Archbishop Dolan makes a strong point that whereas American Catholic schools arose as a response to anti-Catholic bias, the present challenge is secularization:

“. . . . the Catholic Church is now confronted by a new secularization asserting that a person of faith can hardly be expected to be a tolerant and enlightened American. Religion, in this view, is only a personal hobby, with no implications for public life. Under this new scheme, to take one’s faith seriously and bring it to the public square somehow implies being un-American. To combat this notion, an equally energetic evangelization—with Catholic schools at its center—is all the more necessary.”

Archbishop Dolan’s position deserves wide support.

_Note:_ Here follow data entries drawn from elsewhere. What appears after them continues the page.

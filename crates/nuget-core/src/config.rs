use crate::error::Error;
use crate::paths;
use serde::{Deserialize, Serialize};
use std::path::PathBuf;

/// Runtime configuration for the nuget CLI.
#[derive(Debug, Clone, Serialize, Deserialize)]
pub struct Config {
    /// Current working directory.
    pub cwd: PathBuf,

    /// Whether to emit JSON logs.
    pub json_logs: bool,

    /// Verbosity level (0 = INFO, 1 = DEBUG, 2+ = TRACE).
    pub verbosity: u8,

    /// Explicit global packages folder; `None` falls back to the environment.
    pub packages_folder: Option<PathBuf>,

    /// Explicit fallback folders; empty falls back to the environment.
    pub fallback_folders: Vec<PathBuf>,
}

impl Default for Config {
    fn default() -> Self {
        Self {
            cwd: std::env::current_dir().unwrap_or_else(|_| PathBuf::from(".")),
            json_logs: false,
            verbosity: 0,
            packages_folder: None,
            fallback_folders: Vec::new(),
        }
    }
}

impl Config {
    /// Create a new config with the given working directory.
    #[must_use]
    pub fn new(cwd: PathBuf) -> Self {
        Self {
            cwd,
            ..Default::default()
        }
    }

    /// Set verbosity level.
    #[must_use]
    pub fn with_verbosity(mut self, verbosity: u8) -> Self {
        self.verbosity = verbosity;
        self
    }

    /// Set JSON log output.
    #[must_use]
    pub fn with_json_logs(mut self, json: bool) -> Self {
        self.json_logs = json;
        self
    }

    /// Override the global packages folder.
    #[must_use]
    pub fn with_packages_folder(mut self, folder: Option<PathBuf>) -> Self {
        self.packages_folder = folder;
        self
    }

    /// Override the fallback folders.
    #[must_use]
    pub fn with_fallback_folders(mut self, folders: Vec<PathBuf>) -> Self {
        self.fallback_folders = folders;
        self
    }

    /// The global packages folder to read from.
    ///
    /// Relative overrides are resolved against `cwd`.
    ///
    /// # Errors
    /// Returns an error if no override is given and the environment does not
    /// yield a usable folder.
    pub fn resolve_packages_folder(&self) -> Result<PathBuf, Error> {
        match &self.packages_folder {
            Some(folder) => Ok(paths::absolutize(&self.cwd, folder)),
            None => paths::global_packages_folder(),
        }
    }

    /// The fallback folders to consult after the global packages folder, in priority order.
    #[must_use]
    pub fn resolve_fallback_folders(&self) -> Vec<PathBuf> {
        if self.fallback_folders.is_empty() {
            paths::fallback_folders()
        } else {
            self.fallback_folders
                .iter()
                .map(|f| paths::absolutize(&self.cwd, f))
                .collect()
        }
    }
}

It would be extremely naive to assume that today’s secularization is benignly tolerant of religious expression. Catholics of good will may not have any idea how far from common sense our public schools have moved toward the outright manipulation of children. To fully appreciate how different the approach of Catholic education is from today’s public education in this regard, please take a look at a recent article by Miriam Grossman, MD, on explicit sex education of little children in public schools. Such over-sexualized instruction is an important aspect of secularized education.

Catholic Schools are one important refuge that protects our young children from such inappropriate instruction. As an expression of religious freedom, Catholic schools protect children from such manipulation. Religious freedom cannot grow beyond private expression unless religious freedom is established in educational institutions.